Nah dengan demikian, apa yang mestinya dilakukan untuk mencapai suatu nilai keadilan yang dapat memaksimalkan penegakan hukum yang ada di Indonesia?.
Menurut Ali Ahcmad, sebagaimana di kutip dalam bukunya Prof. Teguh Prasetyo & Abdul H. Barkatullah, salah satu cara yang terbaik dan efektif adalah membersihkan sosok sapu kotor yang masih bergentayangan di republik ini, sebab mengingat kondisi pemerintah Indonesia dalam situasi transplacement yaitu suatu pemerintahan hasil kombinasi dari pengusaha baru dengan sosok-sosok bagian dari rezim lama yang otoriter.[7]

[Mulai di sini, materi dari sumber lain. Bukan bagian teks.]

//! Broadcast fan-out over one layer of the hierarchy.
//!
//! Each function receives from its parent (if any) and issues the sends to
//! its children, returning the pending requests. The caller waits for them
//! before the next layer starts.

use crate::comm::{Communicator, Request, tags, wait_all};
use crate::decision::FanOut;
use crate::device::DeviceBuf;
use crate::error::Result;
use crate::fallback::helpers::{ceil_log2, collective_recv, collective_send};
use crate::types::Rank;

/// Run one layer to completion.
pub(crate) async fn broadcast_layer<C: Communicator>(
    comm: &C,
    buf: &DeviceBuf<'_>,
    root: Rank,
    fan_out: FanOut,
) -> Result<()> {
    if comm.size() <= 1 {
        return Ok(());
    }
    let reqs = match fan_out {
        FanOut::Binomial => binomial(comm, buf, root).await?,
        FanOut::Linear => flat(comm, buf, root).await?,
    };
    wait_all(reqs).await
}

/// Balanced binomial tree: sub-rank `s` receives from `s` with its highest
/// set bit cleared and sends to `s | 1 << i` for every `i` above that bit.
async fn binomial<C: Communicator>(
    comm: &C,
    buf: &DeviceBuf<'_>,
    root: Rank,
) -> Result<Vec<Request>> {
    let size = comm.size();
    let sub_rank = (comm.rank() + size - root) % size;
    let dim = ceil_log2(size);

    let (data, first_child_bit) = if sub_rank == 0 {
        (buf.load()?, 0)
    } else {
        let msb = u32::BITS - 1 - sub_rank.leading_zeros();
        let parent = ((sub_rank & !(1 << msb)) + root) % size;
        let data = collective_recv(comm, parent, tags::BCAST, buf.len(), "broadcast").await?;
        buf.store(&data)?;
        (data, msb + 1)
    };

    let mut reqs = Vec::new();
    for bit in first_child_bit..dim {
        let child = sub_rank | (1 << bit);
        if child < size {
            let peer = (child + root) % size;
            reqs.push(collective_send(comm, peer, tags::BCAST, data.clone(), "broadcast")?);
        }
    }
    Ok(reqs)
}

async fn flat<C: Communicator>(comm: &C, buf: &DeviceBuf<'_>, root: Rank) -> Result<Vec<Request>> {
    let size = comm.size();
    if comm.rank() != root {
        let data = collective_recv(comm, root, tags::BCAST, buf.len(), "broadcast").await?;
        buf.store(&data)?;
        return Ok(Vec::new());
    }
    let data = buf.load()?;
    (0..size)
        .filter(|&peer| peer != root)
        .map(|peer| collective_send(comm, peer, tags::BCAST, data.clone(), "broadcast"))
        .collect()
}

Sehingga dengan demikian bahwa, sebagai aparat penegak hukum mestinya melakukan suatu proses penegakan haruslah sesuai dengan hati nurani sehingga mesti pula tercipta suatu keadilan bagi semua orang.

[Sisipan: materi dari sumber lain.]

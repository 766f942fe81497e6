use crate::comm::{Communicator, tags};
use crate::decision::{AlgorithmChoice, BcastAlgorithm, BcastShape, Plan};
use crate::device::DeviceBuf;
use crate::engine::tree::broadcast_layer;
use crate::engine::{Engine, check_slice, payload_bytes};
use crate::error::{Result, StrataError};
use crate::fallback::{knomial_broadcast, linear_broadcast};
use crate::hierarchy::{BaseParent, BaseTier, CacheEntry, SubgroupHierarchy};
use crate::shm::{FlagArea, SharedRegion};
use crate::sync::{publish, spin_until};
use crate::types::{DataType, Rank};
use tokio::sync::OwnedMutexGuard;
use tracing::debug;

impl<C: Communicator> Engine<C> {
    /// Broadcast `count` elements of `dtype` at `ptr` from `root` to every
    /// rank of `comm`. Collective.
    ///
    /// # Safety
    /// `ptr` must be valid for reads and writes of `count` elements of
    /// `dtype` for the duration of the call, in memory the engine's device
    /// adapter can reach.
    pub async unsafe fn broadcast(
        &self,
        comm: &C,
        ptr: u64,
        count: usize,
        dtype: DataType,
        root: Rank,
    ) -> Result<()> {
        check_root(comm, root)?;
        let bytes = payload_bytes(count, dtype)?;
        let buf = unsafe { DeviceBuf::new(&*self.adapter, ptr, bytes) };

        if (comm.size() as usize) < self.tables.bcast.linear_below {
            self.record(Plan::Broadcast(BcastAlgorithm::Linear));
            return linear_broadcast(comm, &buf, root, tags::BCAST).await;
        }
        match self.bcast_entry(comm, root).await {
            Some(mut entry) => {
                let algo = self.plan_locked(comm, &mut entry, &buf, dtype, root).await?;
                self.record(Plan::Broadcast(algo));
                self.run_locked(comm, &mut entry, &buf, root, algo).await
            }
            None => {
                let algo = self.flat_bcast();
                self.record(Plan::Broadcast(algo));
                self.run_flat_bcast(comm, &buf, root, algo).await
            }
        }
    }

    /// Broadcast a host slice. Collective; every rank passes a slice of the
    /// same length.
    pub async fn broadcast_slice<T: Copy + Send + Sync>(
        &self,
        comm: &C,
        data: &mut [T],
        dtype: DataType,
        root: Rank,
    ) -> Result<()> {
        let bytes = std::mem::size_of_val(data);
        let count = bytes / dtype.size_in_bytes().max(1);
        check_slice(bytes, count, dtype)?;
        unsafe {
            self.broadcast(comm, data.as_mut_ptr() as u64, count, dtype, root)
                .await
        }
    }

    /// The strategy `broadcast` would use for this call, building the
    /// hierarchy if needed. Collective; counts as a use of `root`.
    pub async fn plan_broadcast(
        &self,
        comm: &C,
        count: usize,
        dtype: DataType,
        root: Rank,
    ) -> Result<BcastAlgorithm> {
        check_root(comm, root)?;
        let bytes = payload_bytes(count, dtype)?;
        if (comm.size() as usize) < self.tables.bcast.linear_below {
            return Ok(BcastAlgorithm::Linear);
        }
        match self.bcast_entry(comm, root).await {
            Some(mut entry) => {
                let hierarchy = entry
                    .hierarchy_for(comm, root, self.config.sg_count())
                    .await?;
                Ok(self.decide_bcast(comm, hierarchy, bytes, dtype.is_predefined()))
            }
            None => Ok(self.flat_bcast()),
        }
    }

    /// Locked cache entry for a broadcast, or `None` when the call must use
    /// the k-nomial fallback.
    async fn bcast_entry(&self, comm: &C, root: Rank) -> Option<OwnedMutexGuard<CacheEntry<C>>> {
        let entry = self.cache.entry(comm.id()).await?;
        let mut entry = entry.lock_owned().await;
        if entry.note_root(root, self.config.root_change_thresh) {
            return None;
        }
        Some(entry)
    }

    fn flat_bcast(&self) -> BcastAlgorithm {
        BcastAlgorithm::Knomial {
            radix: self.tables.bcast.knomial_radix,
        }
    }

    fn decide_bcast(
        &self,
        comm: &C,
        hierarchy: &SubgroupHierarchy<C>,
        bytes: usize,
        shm_capable: bool,
    ) -> BcastAlgorithm {
        let shape = BcastShape {
            size: comm.size() as usize,
            bytes,
            num_nodes: hierarchy.num_nodes(),
            node_size: hierarchy.node_size(),
            shm_capable,
        };
        let algo = self.tables.bcast.decide(&self.config, &shape);
        debug!(comm = comm.id(), root = hierarchy.root(), bytes, ?algo, "broadcast plan");
        algo
    }

    async fn run_flat_bcast(
        &self,
        comm: &C,
        buf: &DeviceBuf<'_>,
        root: Rank,
        algo: BcastAlgorithm,
    ) -> Result<()> {
        match algo {
            BcastAlgorithm::Knomial { radix } => {
                knomial_broadcast(comm, buf, root, radix, tags::BCAST).await
            }
            _ => linear_broadcast(comm, buf, root, tags::BCAST).await,
        }
    }

    /// Plan for a broadcast with the entry already locked, rebuilding the
    /// hierarchy for `root` if needed.
    pub(crate) async fn plan_locked(
        &self,
        comm: &C,
        entry: &mut CacheEntry<C>,
        buf: &DeviceBuf<'_>,
        dtype: DataType,
        root: Rank,
    ) -> Result<BcastAlgorithm> {
        let hierarchy = entry
            .hierarchy_for(comm, root, self.config.sg_count())
            .await?;
        let shm_capable = dtype.is_predefined() && !buf.is_device();
        Ok(self.decide_bcast(comm, hierarchy, buf.len(), shm_capable))
    }

    /// Run `algo` with the entry already locked. Does not touch the
    /// recorded plan, so the hierarchical single-copy allreduce can end
    /// with a broadcast and still report itself.
    pub(crate) async fn run_locked(
        &self,
        comm: &C,
        entry: &mut CacheEntry<C>,
        buf: &DeviceBuf<'_>,
        root: Rank,
        algo: BcastAlgorithm,
    ) -> Result<()> {
        match algo {
            BcastAlgorithm::Hierarchical(choice) => {
                self.hierarchical_bcast(comm, entry, buf, choice).await
            }
            flat => self.run_flat_bcast(comm, buf, root, flat).await,
        }
    }

    /// Top layer among leaders, then base and leaf layers (or the
    /// shared-memory path) inside each node or socket. Every sub-communicator
    /// has its leader at rank 0, so each layer is rooted at 0.
    async fn hierarchical_bcast(
        &self,
        comm: &C,
        entry: &mut CacheEntry<C>,
        buf: &DeviceBuf<'_>,
        choice: AlgorithmChoice,
    ) -> Result<()> {
        {
            let h = entry
                .hierarchy()
                .ok_or_else(|| StrataError::Split("no hierarchy cached".into()))?;
            if choice.use_leaders || choice.use_socket {
                let leaders = if choice.use_socket {
                    h.socket_leaders()
                } else {
                    h.node_leaders()
                };
                if let Some(leaders) = leaders {
                    broadcast_layer(leaders, buf, 0, choice.top).await?;
                }
            }
        }

        if choice.use_shm {
            let (h, region) = entry.with_region(&self.memory, comm.id())?;
            return shm_broadcast(h, region, buf).await;
        }

        let h = entry
            .hierarchy()
            .ok_or_else(|| StrataError::Split("no hierarchy cached".into()))?;
        let (intra, parent) = if choice.use_socket {
            (h.socket(), BaseParent::Socket)
        } else {
            (h.node(), BaseParent::Node)
        };
        let tier = if choice.use_numa {
            BaseTier::Numa
        } else {
            BaseTier::L3
        };

        let base = if choice.single_stage {
            Some(intra)
        } else {
            h.base(tier, parent)
        };
        if let Some(base) = base {
            broadcast_layer(base, buf, 0, choice.base).await?;
        }
        if choice.single_stage {
            return Ok(());
        }

        let leaf = if choice.use_numa { h.numa() } else { h.subgroup() };
        broadcast_layer(leaf, buf, 0, choice.leaf).await
    }
}

fn check_root<C: Communicator>(comm: &C, root: Rank) -> Result<()> {
    if root >= comm.size() {
        return Err(StrataError::InvalidRank {
            rank: root,
            size: comm.size(),
        });
    }
    Ok(())
}

/// Node-local broadcast through the shared region.
///
/// The node leader stages the payload and raises its flag; NUMA leaders
/// copy it, restage it in their own rows and raise theirs; members copy
/// from their NUMA leader. Every completion is reported in the flag of the
/// row it was read from, and no writer returns before all of its readers
/// have reported, so a row is never restaged while still being read.
async fn shm_broadcast<C>(
    h: &SubgroupHierarchy<C>,
    region: &SharedRegion,
    buf: &DeviceBuf<'_>,
) -> Result<()> {
    const AREA: FlagArea = FlagArea::Bcast;
    let shm = h.shm();
    let generation = region.advance(AREA);
    let me = shm.slot;
    let (Some(&root), Some(&leader)) = (shm.l2.first(), shm.l1.first()) else {
        return Ok(());
    };
    let len = buf.len();

    if me == root {
        unsafe { region.write_staging(root, &buf.load()?)? };
        publish(region.flag(root, root, AREA)?, generation);
        for &peer in shm.l2[1..].iter().chain(&shm.l1[1..]) {
            spin_until(region.flag(root, peer, AREA)?, generation).await;
        }
    } else if me == leader {
        spin_until(region.flag(root, root, AREA)?, generation).await;
        let data = unsafe { region.read_staging(root, len)? };
        buf.store(&data)?;
        unsafe { region.write_staging(me, &data)? };
        publish(region.flag(root, me, AREA)?, generation);
        publish(region.flag(me, me, AREA)?, generation);
        for &member in &shm.l1[1..] {
            spin_until(region.flag(me, member, AREA)?, generation).await;
        }
    } else {
        spin_until(region.flag(leader, leader, AREA)?, generation).await;
        let data = unsafe { region.read_staging(leader, len)? };
        buf.store(&data)?;
        publish(region.flag(leader, me, AREA)?, generation);
    }
    Ok(())
}
use crate::types::{DataType, Rank};

pub type Result<T> = std::result::Result<T, StrataError>;

#[derive(Debug, thiserror::Error)]
pub enum StrataError {
    #[error("peer {rank} disconnected unexpectedly")]
    PeerDisconnected { rank: Rank },

    #[error("message decode failed: {0}")]
    DecodeFailed(String),

    #[error("unsupported data type: {dtype:?} for operation {op}")]
    UnsupportedDType { dtype: DataType, op: &'static str },

    #[error("buffer size mismatch: expected {expected} bytes, got {actual}")]
    BufferSizeMismatch { expected: usize, actual: usize },

    #[error("invalid rank {rank}: communicator size is {size}")]
    InvalidRank { rank: Rank, size: u32 },

    #[error("transport error: {message}")]
    Transport {
        message: String,
        #[source]
        source: Option<Box<dyn std::error::Error + Send + Sync>>,
    },

    #[error("device adapter error: {message}")]
    DeviceError {
        message: String,
        #[source]
        source: Option<Box<dyn std::error::Error + Send + Sync>>,
    },

    #[error("{operation} failed at rank {rank}: {reason}")]
    CollectiveFailed {
        operation: &'static str,
        rank: Rank,
        reason: String,
    },

    #[error("out of resources: {0}")]
    OutOfResources(String),

    #[error("shared memory error: {0}")]
    SharedMemory(String),

    #[error("single-copy mapping failed: {0}")]
    Mapping(String),

    #[error("communicator split failed: {0}")]
    Split(String),

    #[error("invalid configuration: {0}")]
    InvalidConfig(String),

    #[error("internal lock poisoned: {0}")]
    LockPoisoned(&'static str),
}

impl StrataError {
    /// Transport failure without an underlying cause.
    pub fn transport(msg: impl Into<String>) -> Self {
        Self::Transport {
            message: msg.into(),
            source: None,
        }
    }

    /// Transport failure wrapping its cause.
    pub fn transport_with_source(
        msg: impl Into<String>,
        source: impl std::error::Error + Send + Sync + 'static,
    ) -> Self {
        Self::Transport {
            message: msg.into(),
            source: Some(Box::new(source)),
        }
    }

    /// Device copy failure without an underlying cause.
    pub fn device(msg: impl Into<String>) -> Self {
        Self::DeviceError {
            message: msg.into(),
            source: None,
        }
    }

    /// Wrap an error raised inside a collective phase, keeping the peer it
    /// concerns. Already-wrapped errors pass through untouched.
    pub(crate) fn in_collective(self, operation: &'static str, rank: Rank) -> Self {
        match self {
            e @ Self::CollectiveFailed { .. } => e,
            e => Self::CollectiveFailed {
                operation,
                rank,
                reason: e.to_string(),
            },
        }
    }
}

Penegakan hukum dan penerapan hukum adalah tugas utama pemerintah yang di serahkan kepada institusi dan aparat penegak hukum yang membutuhkan dukungan masyarakat secara keseluruhan sebagai tempat berlakunya hukum. Artinya bahwa,  penegakan hukum tidak dapat berjalan sendiri, tetapi selalu terkait dengan politik hukum, pembaharuan hukum, sistem hukum dan kesamaan persepsi terhadap hukum yang akan ditegakan.
Nah, berdasarkan pengertian penegakan hukum yang di kemukakan di atas, maka saya mencoba memberi pengertian penegakan sebagai suatu proses dimana ditegakannya  fungsi hukum itu sendiri oleh aparat penegak hukum, dalam hal ini yakni : polisi, jaksa, hakim,  maupun lainnya.
Berbicara mengenai penegakan hukum di Indonesia maka pada dasarnya bahwa hukum bertujuan untuk mencapai keseimbangan agar hubungan yang timbul oleh kepentingan masyrakat tidak terjadi kekacauan. Untuk itulah perlu diketahui tentang apa yang menjadi tujuan hukum.
2.         Perkembangan Penegakan Hukum di Indonesia
Didalam penegakan hukum, dapat juga dilihat dari segi pembangunan hukum itu sendiri. Karena sebagai suatu sistem hukum yang demokratis, maka akan menciptakan pula pembangunan kehidupan yang demokratis.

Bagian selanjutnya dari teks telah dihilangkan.